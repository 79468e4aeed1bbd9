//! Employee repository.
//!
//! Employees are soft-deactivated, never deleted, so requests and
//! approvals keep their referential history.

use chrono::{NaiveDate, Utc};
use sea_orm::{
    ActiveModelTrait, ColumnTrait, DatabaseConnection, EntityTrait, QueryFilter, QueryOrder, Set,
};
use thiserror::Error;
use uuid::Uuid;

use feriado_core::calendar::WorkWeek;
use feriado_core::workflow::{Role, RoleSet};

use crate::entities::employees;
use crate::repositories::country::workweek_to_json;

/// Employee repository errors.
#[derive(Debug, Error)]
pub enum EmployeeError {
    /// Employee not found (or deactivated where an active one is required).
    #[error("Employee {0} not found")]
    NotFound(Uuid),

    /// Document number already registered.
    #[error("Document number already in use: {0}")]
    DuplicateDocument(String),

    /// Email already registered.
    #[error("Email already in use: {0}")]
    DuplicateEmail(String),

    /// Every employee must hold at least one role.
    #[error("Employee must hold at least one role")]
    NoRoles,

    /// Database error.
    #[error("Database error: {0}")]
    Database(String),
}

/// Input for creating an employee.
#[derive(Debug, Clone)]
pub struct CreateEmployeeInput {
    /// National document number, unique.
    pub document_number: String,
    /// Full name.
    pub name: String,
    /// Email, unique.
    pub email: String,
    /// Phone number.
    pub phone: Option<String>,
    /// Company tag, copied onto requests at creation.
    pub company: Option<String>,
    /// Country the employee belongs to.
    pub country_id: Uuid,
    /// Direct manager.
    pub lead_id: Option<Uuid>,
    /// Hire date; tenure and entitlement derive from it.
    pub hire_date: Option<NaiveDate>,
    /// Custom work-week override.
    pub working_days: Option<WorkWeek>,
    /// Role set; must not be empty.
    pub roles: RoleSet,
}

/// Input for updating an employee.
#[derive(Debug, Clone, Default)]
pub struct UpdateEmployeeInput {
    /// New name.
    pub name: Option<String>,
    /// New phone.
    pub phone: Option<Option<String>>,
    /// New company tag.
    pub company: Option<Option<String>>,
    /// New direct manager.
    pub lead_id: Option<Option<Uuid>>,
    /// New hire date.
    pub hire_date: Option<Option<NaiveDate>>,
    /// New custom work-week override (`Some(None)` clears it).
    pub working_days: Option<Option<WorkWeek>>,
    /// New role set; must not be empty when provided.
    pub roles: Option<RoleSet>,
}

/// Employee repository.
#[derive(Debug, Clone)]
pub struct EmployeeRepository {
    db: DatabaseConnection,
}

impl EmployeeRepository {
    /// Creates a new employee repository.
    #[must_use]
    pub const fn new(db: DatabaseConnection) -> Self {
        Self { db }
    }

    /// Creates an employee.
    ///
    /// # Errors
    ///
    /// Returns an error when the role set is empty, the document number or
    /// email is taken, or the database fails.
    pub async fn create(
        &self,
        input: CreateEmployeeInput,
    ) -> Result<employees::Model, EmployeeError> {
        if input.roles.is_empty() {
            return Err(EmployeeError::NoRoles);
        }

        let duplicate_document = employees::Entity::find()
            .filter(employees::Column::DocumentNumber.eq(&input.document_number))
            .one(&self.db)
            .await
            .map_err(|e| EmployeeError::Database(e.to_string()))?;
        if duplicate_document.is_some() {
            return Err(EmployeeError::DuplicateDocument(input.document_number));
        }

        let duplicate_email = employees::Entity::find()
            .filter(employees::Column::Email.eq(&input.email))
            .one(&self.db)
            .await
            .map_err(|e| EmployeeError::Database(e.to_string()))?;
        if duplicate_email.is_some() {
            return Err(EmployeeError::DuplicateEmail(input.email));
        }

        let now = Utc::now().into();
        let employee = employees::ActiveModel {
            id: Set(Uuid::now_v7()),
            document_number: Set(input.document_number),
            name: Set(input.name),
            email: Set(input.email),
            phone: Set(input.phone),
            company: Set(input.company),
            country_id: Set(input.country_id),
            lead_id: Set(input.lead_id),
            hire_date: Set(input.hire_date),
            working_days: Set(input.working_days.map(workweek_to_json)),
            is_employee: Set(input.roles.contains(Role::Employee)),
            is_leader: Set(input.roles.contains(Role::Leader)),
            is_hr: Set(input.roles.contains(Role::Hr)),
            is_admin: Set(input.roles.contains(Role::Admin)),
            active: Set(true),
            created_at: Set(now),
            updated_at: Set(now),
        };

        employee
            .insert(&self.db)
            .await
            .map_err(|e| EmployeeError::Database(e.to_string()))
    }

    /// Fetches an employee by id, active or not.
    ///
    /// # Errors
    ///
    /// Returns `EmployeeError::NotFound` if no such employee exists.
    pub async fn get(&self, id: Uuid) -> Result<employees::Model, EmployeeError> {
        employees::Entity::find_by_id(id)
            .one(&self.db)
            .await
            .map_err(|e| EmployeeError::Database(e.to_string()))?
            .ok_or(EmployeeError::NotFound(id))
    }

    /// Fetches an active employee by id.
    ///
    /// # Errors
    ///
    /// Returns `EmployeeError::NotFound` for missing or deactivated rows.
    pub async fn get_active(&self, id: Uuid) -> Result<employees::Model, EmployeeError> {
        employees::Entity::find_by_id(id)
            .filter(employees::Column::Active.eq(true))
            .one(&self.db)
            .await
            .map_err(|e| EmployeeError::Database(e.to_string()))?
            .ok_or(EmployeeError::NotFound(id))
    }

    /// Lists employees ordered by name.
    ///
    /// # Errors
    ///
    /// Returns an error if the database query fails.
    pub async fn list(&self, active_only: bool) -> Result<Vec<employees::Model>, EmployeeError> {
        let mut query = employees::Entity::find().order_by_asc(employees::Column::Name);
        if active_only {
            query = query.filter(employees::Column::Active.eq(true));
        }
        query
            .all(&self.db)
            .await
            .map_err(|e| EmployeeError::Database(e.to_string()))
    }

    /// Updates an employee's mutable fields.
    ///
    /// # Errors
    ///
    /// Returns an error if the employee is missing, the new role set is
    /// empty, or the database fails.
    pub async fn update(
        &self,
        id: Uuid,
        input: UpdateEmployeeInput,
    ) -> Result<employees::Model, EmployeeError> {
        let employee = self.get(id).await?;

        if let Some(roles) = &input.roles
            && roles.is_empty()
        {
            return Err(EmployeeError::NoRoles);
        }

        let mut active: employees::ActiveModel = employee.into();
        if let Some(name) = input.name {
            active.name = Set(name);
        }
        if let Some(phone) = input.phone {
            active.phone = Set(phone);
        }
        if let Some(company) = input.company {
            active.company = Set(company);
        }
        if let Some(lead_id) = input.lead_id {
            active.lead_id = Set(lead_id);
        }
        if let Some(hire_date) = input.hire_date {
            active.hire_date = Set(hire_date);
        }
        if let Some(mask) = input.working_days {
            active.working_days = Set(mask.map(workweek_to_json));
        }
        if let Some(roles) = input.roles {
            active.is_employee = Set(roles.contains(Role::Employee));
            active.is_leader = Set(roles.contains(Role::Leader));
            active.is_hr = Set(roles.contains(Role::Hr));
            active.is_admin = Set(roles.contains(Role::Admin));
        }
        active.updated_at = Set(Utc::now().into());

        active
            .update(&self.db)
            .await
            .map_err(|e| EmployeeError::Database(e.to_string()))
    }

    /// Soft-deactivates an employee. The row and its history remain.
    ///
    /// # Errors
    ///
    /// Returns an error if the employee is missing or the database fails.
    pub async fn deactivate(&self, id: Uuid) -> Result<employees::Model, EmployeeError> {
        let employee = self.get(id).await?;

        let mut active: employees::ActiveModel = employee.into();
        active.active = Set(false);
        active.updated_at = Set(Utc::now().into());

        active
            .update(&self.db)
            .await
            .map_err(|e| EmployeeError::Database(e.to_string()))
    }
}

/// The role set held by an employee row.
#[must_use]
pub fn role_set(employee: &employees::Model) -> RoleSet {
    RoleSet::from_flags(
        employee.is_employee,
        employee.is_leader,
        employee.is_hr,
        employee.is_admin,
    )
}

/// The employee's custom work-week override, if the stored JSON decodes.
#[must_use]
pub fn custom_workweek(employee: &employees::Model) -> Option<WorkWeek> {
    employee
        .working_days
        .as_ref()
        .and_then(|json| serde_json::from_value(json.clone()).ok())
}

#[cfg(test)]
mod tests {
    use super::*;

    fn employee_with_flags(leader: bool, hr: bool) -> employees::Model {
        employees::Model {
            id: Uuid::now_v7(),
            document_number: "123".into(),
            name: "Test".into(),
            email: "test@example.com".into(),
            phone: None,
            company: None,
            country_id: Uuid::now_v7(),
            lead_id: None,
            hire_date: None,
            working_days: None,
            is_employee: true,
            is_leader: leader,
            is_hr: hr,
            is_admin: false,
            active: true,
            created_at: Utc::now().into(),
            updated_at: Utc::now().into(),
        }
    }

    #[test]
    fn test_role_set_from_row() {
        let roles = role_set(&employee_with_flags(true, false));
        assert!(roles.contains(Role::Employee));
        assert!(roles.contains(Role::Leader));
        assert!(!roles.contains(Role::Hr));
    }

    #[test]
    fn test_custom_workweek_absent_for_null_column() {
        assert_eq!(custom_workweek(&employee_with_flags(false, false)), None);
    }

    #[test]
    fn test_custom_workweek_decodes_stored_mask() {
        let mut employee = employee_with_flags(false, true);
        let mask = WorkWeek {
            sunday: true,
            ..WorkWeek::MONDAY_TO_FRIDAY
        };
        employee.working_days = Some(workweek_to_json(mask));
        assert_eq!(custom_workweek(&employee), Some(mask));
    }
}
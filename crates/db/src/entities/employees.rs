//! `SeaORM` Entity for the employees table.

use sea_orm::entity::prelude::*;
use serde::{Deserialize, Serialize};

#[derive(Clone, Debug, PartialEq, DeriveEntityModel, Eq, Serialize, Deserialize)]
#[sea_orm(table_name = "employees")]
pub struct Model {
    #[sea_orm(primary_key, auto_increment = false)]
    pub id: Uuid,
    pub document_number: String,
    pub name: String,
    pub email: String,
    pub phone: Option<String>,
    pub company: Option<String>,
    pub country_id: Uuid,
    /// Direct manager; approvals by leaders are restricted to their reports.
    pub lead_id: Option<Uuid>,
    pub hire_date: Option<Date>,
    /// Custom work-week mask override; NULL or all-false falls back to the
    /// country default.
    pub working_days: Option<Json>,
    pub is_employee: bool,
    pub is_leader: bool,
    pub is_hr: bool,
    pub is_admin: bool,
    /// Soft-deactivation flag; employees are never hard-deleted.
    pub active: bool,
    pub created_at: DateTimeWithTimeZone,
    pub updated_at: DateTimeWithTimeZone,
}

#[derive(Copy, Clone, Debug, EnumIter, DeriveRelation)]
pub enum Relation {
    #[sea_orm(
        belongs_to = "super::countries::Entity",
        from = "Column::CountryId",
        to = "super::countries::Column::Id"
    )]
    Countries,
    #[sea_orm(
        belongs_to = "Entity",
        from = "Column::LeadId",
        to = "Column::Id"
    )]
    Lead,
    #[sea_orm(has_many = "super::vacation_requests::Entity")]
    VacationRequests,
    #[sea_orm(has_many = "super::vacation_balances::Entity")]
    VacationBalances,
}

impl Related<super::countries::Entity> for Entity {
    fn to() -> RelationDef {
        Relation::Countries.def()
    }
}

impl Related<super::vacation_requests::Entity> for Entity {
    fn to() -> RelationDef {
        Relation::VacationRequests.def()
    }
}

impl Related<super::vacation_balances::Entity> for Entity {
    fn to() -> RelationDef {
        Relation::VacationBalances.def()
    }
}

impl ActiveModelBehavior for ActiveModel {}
*****
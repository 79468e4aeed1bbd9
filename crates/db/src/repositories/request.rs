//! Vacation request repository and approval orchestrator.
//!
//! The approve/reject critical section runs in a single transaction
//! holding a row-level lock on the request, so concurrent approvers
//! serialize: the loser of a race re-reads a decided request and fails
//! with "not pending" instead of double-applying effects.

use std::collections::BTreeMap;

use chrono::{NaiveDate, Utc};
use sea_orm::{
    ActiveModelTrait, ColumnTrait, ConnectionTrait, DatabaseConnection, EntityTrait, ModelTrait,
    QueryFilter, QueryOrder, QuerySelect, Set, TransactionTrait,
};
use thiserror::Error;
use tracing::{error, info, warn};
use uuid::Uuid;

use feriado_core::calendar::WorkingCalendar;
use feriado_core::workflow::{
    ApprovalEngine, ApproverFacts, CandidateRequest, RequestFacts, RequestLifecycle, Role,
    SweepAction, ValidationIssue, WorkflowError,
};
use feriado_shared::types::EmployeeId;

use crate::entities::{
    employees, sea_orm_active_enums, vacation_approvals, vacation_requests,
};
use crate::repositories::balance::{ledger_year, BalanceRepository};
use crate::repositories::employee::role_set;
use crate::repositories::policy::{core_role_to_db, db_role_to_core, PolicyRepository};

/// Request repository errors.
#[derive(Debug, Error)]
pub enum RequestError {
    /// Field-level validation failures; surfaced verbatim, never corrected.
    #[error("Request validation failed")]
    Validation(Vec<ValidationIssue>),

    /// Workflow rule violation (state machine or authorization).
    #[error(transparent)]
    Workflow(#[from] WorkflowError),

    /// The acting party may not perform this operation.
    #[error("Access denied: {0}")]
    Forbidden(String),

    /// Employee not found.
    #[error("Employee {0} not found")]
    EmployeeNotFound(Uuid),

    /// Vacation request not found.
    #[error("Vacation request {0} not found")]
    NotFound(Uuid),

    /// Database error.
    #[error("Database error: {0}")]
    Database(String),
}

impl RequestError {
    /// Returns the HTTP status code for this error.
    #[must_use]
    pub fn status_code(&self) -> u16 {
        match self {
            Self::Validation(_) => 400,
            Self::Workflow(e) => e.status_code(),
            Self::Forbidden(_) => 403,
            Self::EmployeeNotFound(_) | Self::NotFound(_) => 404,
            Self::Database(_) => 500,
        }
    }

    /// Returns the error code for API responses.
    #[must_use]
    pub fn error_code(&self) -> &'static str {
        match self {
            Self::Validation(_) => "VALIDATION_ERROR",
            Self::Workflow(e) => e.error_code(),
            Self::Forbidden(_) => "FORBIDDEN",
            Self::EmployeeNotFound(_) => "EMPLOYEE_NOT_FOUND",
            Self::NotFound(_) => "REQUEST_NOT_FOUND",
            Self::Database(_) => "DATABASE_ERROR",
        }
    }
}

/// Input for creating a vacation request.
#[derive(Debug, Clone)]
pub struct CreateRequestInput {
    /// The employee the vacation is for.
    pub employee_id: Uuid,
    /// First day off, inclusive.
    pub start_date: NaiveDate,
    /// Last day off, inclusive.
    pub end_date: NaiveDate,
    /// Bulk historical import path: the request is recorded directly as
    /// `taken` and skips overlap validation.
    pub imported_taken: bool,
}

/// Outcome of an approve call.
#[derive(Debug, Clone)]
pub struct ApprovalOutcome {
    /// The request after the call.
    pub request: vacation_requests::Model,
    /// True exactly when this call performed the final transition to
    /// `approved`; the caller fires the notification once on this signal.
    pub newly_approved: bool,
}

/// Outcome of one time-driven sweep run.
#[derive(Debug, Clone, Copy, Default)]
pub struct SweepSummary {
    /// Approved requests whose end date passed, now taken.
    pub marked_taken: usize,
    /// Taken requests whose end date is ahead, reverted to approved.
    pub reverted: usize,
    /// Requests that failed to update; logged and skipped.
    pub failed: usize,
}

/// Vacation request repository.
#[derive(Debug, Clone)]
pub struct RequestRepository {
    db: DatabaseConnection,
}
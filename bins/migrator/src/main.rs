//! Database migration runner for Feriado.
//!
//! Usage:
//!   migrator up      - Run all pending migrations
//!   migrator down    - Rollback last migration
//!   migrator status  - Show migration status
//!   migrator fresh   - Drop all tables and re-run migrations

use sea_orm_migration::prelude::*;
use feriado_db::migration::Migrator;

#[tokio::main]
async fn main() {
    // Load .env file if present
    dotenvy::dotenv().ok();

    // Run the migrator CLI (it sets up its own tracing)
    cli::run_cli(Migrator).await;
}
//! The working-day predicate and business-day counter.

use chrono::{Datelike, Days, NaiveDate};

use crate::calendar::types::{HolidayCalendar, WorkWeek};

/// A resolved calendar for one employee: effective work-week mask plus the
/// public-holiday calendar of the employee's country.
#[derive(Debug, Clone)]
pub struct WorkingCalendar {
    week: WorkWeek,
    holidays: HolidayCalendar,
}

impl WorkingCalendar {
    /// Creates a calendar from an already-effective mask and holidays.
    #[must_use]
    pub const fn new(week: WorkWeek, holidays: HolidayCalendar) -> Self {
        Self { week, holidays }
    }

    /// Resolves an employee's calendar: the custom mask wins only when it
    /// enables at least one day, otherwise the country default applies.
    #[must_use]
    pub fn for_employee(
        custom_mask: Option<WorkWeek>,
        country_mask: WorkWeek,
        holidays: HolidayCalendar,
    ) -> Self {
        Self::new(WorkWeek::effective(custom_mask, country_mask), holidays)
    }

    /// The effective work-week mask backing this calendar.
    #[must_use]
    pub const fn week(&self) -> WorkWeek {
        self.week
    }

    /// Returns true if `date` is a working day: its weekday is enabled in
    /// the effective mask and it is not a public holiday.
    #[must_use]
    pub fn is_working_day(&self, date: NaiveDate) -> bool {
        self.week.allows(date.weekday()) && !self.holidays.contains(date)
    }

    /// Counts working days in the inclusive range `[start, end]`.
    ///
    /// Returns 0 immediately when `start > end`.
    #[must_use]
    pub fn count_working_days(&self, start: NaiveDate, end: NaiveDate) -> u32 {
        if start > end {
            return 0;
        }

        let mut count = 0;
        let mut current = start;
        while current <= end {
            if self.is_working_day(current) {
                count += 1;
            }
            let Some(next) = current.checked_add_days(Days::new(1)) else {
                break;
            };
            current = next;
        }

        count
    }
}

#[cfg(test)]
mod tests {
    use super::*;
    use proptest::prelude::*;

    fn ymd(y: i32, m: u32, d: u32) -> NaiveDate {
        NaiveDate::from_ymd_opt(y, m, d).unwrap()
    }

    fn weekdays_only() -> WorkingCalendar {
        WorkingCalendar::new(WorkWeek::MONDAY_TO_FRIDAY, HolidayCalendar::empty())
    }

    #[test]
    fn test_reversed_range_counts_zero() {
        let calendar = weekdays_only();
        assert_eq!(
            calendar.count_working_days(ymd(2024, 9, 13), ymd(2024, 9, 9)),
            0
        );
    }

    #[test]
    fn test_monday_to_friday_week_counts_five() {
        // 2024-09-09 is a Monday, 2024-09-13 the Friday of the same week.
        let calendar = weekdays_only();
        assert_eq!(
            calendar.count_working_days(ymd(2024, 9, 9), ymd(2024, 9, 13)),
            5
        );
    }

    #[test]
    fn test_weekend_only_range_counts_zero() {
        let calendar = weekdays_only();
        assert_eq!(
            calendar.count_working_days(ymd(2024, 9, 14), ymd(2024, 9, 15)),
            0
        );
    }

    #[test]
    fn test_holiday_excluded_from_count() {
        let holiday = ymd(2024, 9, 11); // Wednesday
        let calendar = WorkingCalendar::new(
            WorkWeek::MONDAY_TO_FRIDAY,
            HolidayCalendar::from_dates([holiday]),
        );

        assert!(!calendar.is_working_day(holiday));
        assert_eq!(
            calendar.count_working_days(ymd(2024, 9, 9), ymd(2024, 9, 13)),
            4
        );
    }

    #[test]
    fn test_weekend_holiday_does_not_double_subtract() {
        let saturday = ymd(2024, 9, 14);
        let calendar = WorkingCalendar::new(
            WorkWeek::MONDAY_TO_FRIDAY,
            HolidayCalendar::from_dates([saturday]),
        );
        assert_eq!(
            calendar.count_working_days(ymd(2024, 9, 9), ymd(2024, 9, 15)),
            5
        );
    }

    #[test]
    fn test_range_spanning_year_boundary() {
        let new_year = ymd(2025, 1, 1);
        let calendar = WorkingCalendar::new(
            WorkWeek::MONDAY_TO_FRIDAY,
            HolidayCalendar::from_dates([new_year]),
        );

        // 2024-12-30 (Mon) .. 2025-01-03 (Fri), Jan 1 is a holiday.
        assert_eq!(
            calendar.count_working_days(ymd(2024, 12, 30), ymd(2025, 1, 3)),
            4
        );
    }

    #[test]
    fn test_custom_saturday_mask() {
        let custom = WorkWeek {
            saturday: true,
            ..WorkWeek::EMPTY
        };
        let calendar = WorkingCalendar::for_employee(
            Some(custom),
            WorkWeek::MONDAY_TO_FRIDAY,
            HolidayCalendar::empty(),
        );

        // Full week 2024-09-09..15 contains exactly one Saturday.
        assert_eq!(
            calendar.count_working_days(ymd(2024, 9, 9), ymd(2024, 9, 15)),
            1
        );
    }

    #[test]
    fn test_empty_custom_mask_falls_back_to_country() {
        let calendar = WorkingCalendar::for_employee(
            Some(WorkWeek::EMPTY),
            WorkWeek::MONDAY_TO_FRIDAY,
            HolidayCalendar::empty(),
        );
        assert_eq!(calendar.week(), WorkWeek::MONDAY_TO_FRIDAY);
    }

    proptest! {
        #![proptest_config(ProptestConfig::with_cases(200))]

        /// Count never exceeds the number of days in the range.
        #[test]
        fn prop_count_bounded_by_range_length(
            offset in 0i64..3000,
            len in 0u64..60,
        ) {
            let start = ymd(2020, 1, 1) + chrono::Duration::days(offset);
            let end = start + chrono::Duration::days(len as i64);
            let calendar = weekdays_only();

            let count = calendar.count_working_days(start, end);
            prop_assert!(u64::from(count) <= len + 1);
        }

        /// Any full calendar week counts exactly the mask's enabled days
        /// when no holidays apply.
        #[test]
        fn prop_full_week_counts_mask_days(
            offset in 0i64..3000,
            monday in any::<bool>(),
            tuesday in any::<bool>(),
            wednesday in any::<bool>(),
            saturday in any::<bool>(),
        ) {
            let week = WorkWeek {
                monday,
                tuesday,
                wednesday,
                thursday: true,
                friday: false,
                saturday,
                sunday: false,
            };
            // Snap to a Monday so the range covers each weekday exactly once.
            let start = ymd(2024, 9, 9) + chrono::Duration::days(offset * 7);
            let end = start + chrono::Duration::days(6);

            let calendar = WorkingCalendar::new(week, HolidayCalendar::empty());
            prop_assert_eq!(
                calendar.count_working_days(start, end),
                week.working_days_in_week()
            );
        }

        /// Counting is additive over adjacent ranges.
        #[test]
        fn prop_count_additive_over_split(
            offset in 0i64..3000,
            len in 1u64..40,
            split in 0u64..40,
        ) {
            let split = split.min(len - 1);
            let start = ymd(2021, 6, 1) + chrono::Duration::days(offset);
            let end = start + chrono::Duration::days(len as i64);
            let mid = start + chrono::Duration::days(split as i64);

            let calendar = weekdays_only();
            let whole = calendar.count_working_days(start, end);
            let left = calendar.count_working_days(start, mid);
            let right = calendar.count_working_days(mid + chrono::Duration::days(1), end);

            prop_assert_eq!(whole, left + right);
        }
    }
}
*****
# YOUR ASSIGNMENT
Show all lines above that contain "fails".

# TASK ANSWER
    /// email is taken, or the database fails.
    /// Returns an error if the database query fails.
    /// empty, or the database fails.
    /// Returns an error if the employee is missing or the database fails.
//! serialize: the loser of a race re-reads a decided request and fails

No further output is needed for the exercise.